### What you should do:
Which lines of the records below contain the word "mode"? Report each of them in full.

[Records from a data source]
══════════════════════════════

//! NG micro-blocks and their announcements.
//!
//! A micro-block appends transactions to the current liquid block. It names
//! the liquid block version it extends (`reference`) and carries the
//! signature and ID of the resulting version (`total_block_signature`,
//! `total_block_id`), so a receiver can rebuild the extended block and check
//! it without further round trips. Micro-blocks are identified by their
//! `total_block_id`.

use crate::{Block, BlockId, Result, Transaction};
use rlp::{Encodable, RlpStream};
use serde::{Deserialize, Serialize};
use tidal_crypto::{KeyPair, PublicKey, Signature};

/// Micro-block format version written by this node.
pub const MICRO_BLOCK_VERSION: u8 = 5;

/// A signed extension of the liquid block.
#[derive(Debug, Clone, PartialEq, Eq, Serialize, Deserialize)]
pub struct MicroBlock {
    /// Format version
    pub version: u8,
    /// Generator of the liquid block
    pub sender: PublicKey,
    /// Transactions appended by this micro-block
    pub transactions: Vec<Transaction>,
    /// ID of the liquid block version this micro-block extends
    pub reference: BlockId,
    /// ID of the liquid block after applying this micro-block
    pub total_block_id: BlockId,
    /// Signature of the liquid block after applying this micro-block
    pub total_block_signature: Signature,
    /// Sender's signature over the micro-block
    pub signature: Signature,
}

impl MicroBlock {
    /// Extend `liquid` with `transactions`.
    ///
    /// Returns the signed micro-block together with the new liquid block
    /// version it produces.
    pub fn build(
        keys: &KeyPair,
        liquid: &Block,
        transactions: Vec<Transaction>,
    ) -> Result<(Self, Block)> {
        let draft = liquid.extended(&transactions, Signature::default());
        let total_block_signature = keys.sign(&draft.header.signing_bytes())?;
        let total = Block::new(draft.header, draft.transactions, total_block_signature);

        let mut micro = Self {
            version: MICRO_BLOCK_VERSION,
            sender: keys.public_key(),
            transactions,
            reference: liquid.id(),
            total_block_id: total.id(),
            total_block_signature,
            signature: Signature::default(),
        };
        micro.signature = keys.sign(&micro.signing_bytes())?;
        Ok((micro, total))
    }

    /// Micro-block ID: the ID of the liquid block version it produces.
    #[inline]
    pub fn id(&self) -> BlockId {
        self.total_block_id
    }

    /// Bytes covered by [`MicroBlock::signature`].
    pub fn signing_bytes(&self) -> Vec<u8> {
        rlp::encode(self).to_vec()
    }

    /// Whether `signature` was made by `sender`.
    pub fn verify_signature(&self) -> bool {
        self.sender
            .verify(&self.signing_bytes(), &self.signature)
            .unwrap_or(false)
    }
}

impl Encodable for MicroBlock {
    fn rlp_append(&self, s: &mut RlpStream) {
        s.begin_list(6);
        s.append(&self.version);
        s.append(&self.sender.to_compressed().to_vec());
        s.append_list::<Transaction, Transaction>(&self.transactions);
        s.append(&self.reference);
        s.append(&self.total_block_id);
        s.append(&self.total_block_signature.as_bytes().to_vec());
    }
}

/// Signed announcement that a micro-block exists.
#[derive(Debug, Clone, PartialEq, Eq, Serialize, Deserialize)]
pub struct MicroBlockInv {
    /// Announcing generator
    pub public_key: PublicKey,
    /// ID of the announced micro-block
    pub total_block_id: BlockId,
    /// Liquid block version the micro-block extends
    pub reference: BlockId,
    /// Generator's signature over the announcement
    pub signature: Signature,
}

impl MicroBlockInv {
    /// Sign an announcement for `micro`.
    pub fn new(keys: &KeyPair, micro: &MicroBlock) -> Result<Self> {
        let mut inv = Self {
            public_key: keys.public_key(),
            total_block_id: micro.total_block_id,
            reference: micro.reference,
            signature: Signature::default(),
        };
        inv.signature = keys.sign(&inv.signing_bytes())?;
        Ok(inv)
    }

    fn signing_bytes(&self) -> Vec<u8> {
        let mut bytes = Vec::with_capacity(33 + 64);
        bytes.extend_from_slice(&self.public_key.to_compressed());
        bytes.extend_from_slice(self.total_block_id.as_bytes());
        bytes.extend_from_slice(self.reference.as_bytes());
        bytes
    }

    /// Whether the announcement is signed by `public_key`.
    pub fn verify(&self) -> bool {
        self.public_key
            .verify(&self.signing_bytes(), &self.signature)
            .unwrap_or(false)
    }
}
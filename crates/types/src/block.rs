//! Key blocks.
//!
//! This module provides:
//! - [`BlockHeader`] - proof-of-stake metadata and the transactions commitment
//! - [`Block`] - a header, its transactions and the generator's signature
//! - [`BlockSnapshot`] - state snapshot paired with a block in light mode
//!
//! A block's ID is the Keccak256 of the RLP-encoded header followed by the
//! signature, so two versions of the same liquid block (a key block and the
//! same block extended by micro-blocks) have different IDs.

use crate::{BlockId, Result, Score, Transaction};
use bytes::Bytes;
use rlp::{Encodable, RlpStream};
use serde::{Deserialize, Serialize};
use tidal_crypto::{keccak256_concat, Hasher, KeyPair, PublicKey, Signature};

/// Block version written by this node.
pub const BLOCK_VERSION: u8 = 5;

/// Base target of the genesis block.
pub const INITIAL_BASE_TARGET: u64 = 153_722_867;

/// Commitment to an ordered list of transactions.
pub fn transactions_root(transactions: &[Transaction]) -> [u8; 32] {
    let mut hasher = Hasher::new();
    for tx in transactions {
        hasher.update(&tx.id());
    }
    hasher.finalize()
}

/// Block header.
#[derive(Debug, Clone, PartialEq, Eq, Serialize, Deserialize)]
pub struct BlockHeader {
    /// Block format version
    pub version: u8,
    /// Unix timestamp in milliseconds
    pub timestamp: u64,
    /// ID of the parent block ([`BlockId::ZERO`] for genesis)
    pub parent: BlockId,
    /// Proof-of-stake base target
    pub base_target: u64,
    /// Generation signature chained from the parent
    pub generation_signature: [u8; 32],
    /// Public key of the block generator
    pub generator: PublicKey,
    /// Commitment to the block's transactions
    pub transactions_root: [u8; 32],
    /// Features the generator votes for
    pub features: Vec<u16>,
}

impl BlockHeader {
    /// Header for a new block with no transactions.
    pub fn new(
        parent: BlockId,
        timestamp: u64,
        base_target: u64,
        generation_signature: [u8; 32],
        generator: PublicKey,
    ) -> Self {
        Self {
            version: BLOCK_VERSION,
            timestamp,
            parent,
            base_target,
            generation_signature,
            generator,
            transactions_root: transactions_root(&[]),
            features: Vec::new(),
        }
    }

    /// Bytes covered by the generator's signature.
    pub fn signing_bytes(&self) -> Vec<u8> {
        rlp::encode(self).to_vec()
    }
}

impl Encodable for BlockHeader {
    fn rlp_append(&self, s: &mut RlpStream) {
        s.begin_list(8);
        s.append(&self.version);
        s.append(&self.timestamp);
        s.append(&self.parent);
        s.append(&self.base_target);
        s.append(&self.generation_signature.to_vec());
        s.append(&self.generator.to_compressed().to_vec());
        s.append(&self.transactions_root.to_vec());
        s.append_list::<u16, u16>(&self.features);
    }
}

/// A signed key block.
#[derive(Debug, Clone, PartialEq, Eq, Serialize, Deserialize)]
pub struct Block {
    /// Block header
    pub header: BlockHeader,
    /// Transactions in block order
    pub transactions: Vec<Transaction>,
    /// Generator's signature over the header
    pub signature: Signature,
    id: BlockId,
}

impl Block {
    /// Assemble a block from parts and derive its ID.
    pub fn new(header: BlockHeader, transactions: Vec<Transaction>, signature: Signature) -> Self {
        let id = Self::compute_id(&header, &signature);
        Self {
            header,
            transactions,
            signature,
            id,
        }
    }

    /// Commit to `transactions`, set the generator and sign.
    pub fn sign(
        mut header: BlockHeader,
        transactions: Vec<Transaction>,
        keys: &KeyPair,
    ) -> Result<Self> {
        header.generator = keys.public_key();
        header.transactions_root = transactions_root(&transactions);
        let signature = keys.sign(&header.signing_bytes())?;
        Ok(Self::new(header, transactions, signature))
    }

    /// A genesis block forged by `keys`.
    pub fn genesis(keys: &KeyPair, timestamp: u64) -> Result<Self> {
        let header = BlockHeader::new(
            BlockId::ZERO,
            timestamp,
            INITIAL_BASE_TARGET,
            [0u8; 32],
            keys.public_key(),
        );
        Self::sign(header, Vec::new(), keys)
    }

    fn compute_id(header: &BlockHeader, signature: &Signature) -> BlockId {
        BlockId::new(keccak256_concat(&[
            &header.signing_bytes(),
            signature.as_bytes(),
        ]))
    }

    /// Block ID.
    #[inline]
    pub fn id(&self) -> BlockId {
        self.id
    }

    /// Parent block ID.
    #[inline]
    pub fn parent(&self) -> BlockId {
        self.header.parent
    }

    /// Generator's public key.
    #[inline]
    pub fn generator(&self) -> &PublicKey {
        &self.header.generator
    }

    /// Timestamp in milliseconds.
    #[inline]
    pub fn timestamp(&self) -> u64 {
        self.header.timestamp
    }

    /// Weight this block adds to its chain.
    pub fn score(&self) -> Score {
        Score::from_base_target(self.header.base_target)
    }

    /// Whether the signature was made by the header's generator and the
    /// transactions match the header commitment.
    pub fn verify_signature(&self) -> bool {
        if self.header.transactions_root != transactions_root(&self.transactions) {
            return false;
        }
        self.header
            .generator
            .verify(&self.header.signing_bytes(), &self.signature)
            .unwrap_or(false)
    }

    /// This block with `extra` transactions appended and a new signature.
    ///
    /// The result is the next version of a liquid block; it keeps the parent,
    /// generator and proof-of-stake fields of `self`.
    pub fn extended(&self, extra: &[Transaction], signature: Signature) -> Self {
        let mut transactions = Vec::with_capacity(self.transactions.len() + extra.len());
        transactions.extend_from_slice(&self.transactions);
        transactions.extend_from_slice(extra);
        let mut header = self.header.clone();
        header.transactions_root = transactions_root(&transactions);
        Self::new(header, transactions, signature)
    }
}

/// State snapshot delivered alongside a block in light mode.
#[derive(Debug, Clone, PartialEq, Eq, Serialize, Deserialize)]
pub struct BlockSnapshot {
    /// Block the snapshot belongs to
    pub block_id: BlockId,
    /// Encoded snapshot
    pub data: Bytes,
}

impl BlockSnapshot {
    /// Create a snapshot for `block_id`.
    pub fn new(block_id: BlockId, data: impl Into<Bytes>) -> Self {
        Self {
            block_id,
            data: data.into(),
        }
    }
}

══════════════════════════════

### Answer box:
//! - [`BlockSnapshot`] - state snapshot paired with a block in light mode
/// State snapshot delivered alongside a block in light mode.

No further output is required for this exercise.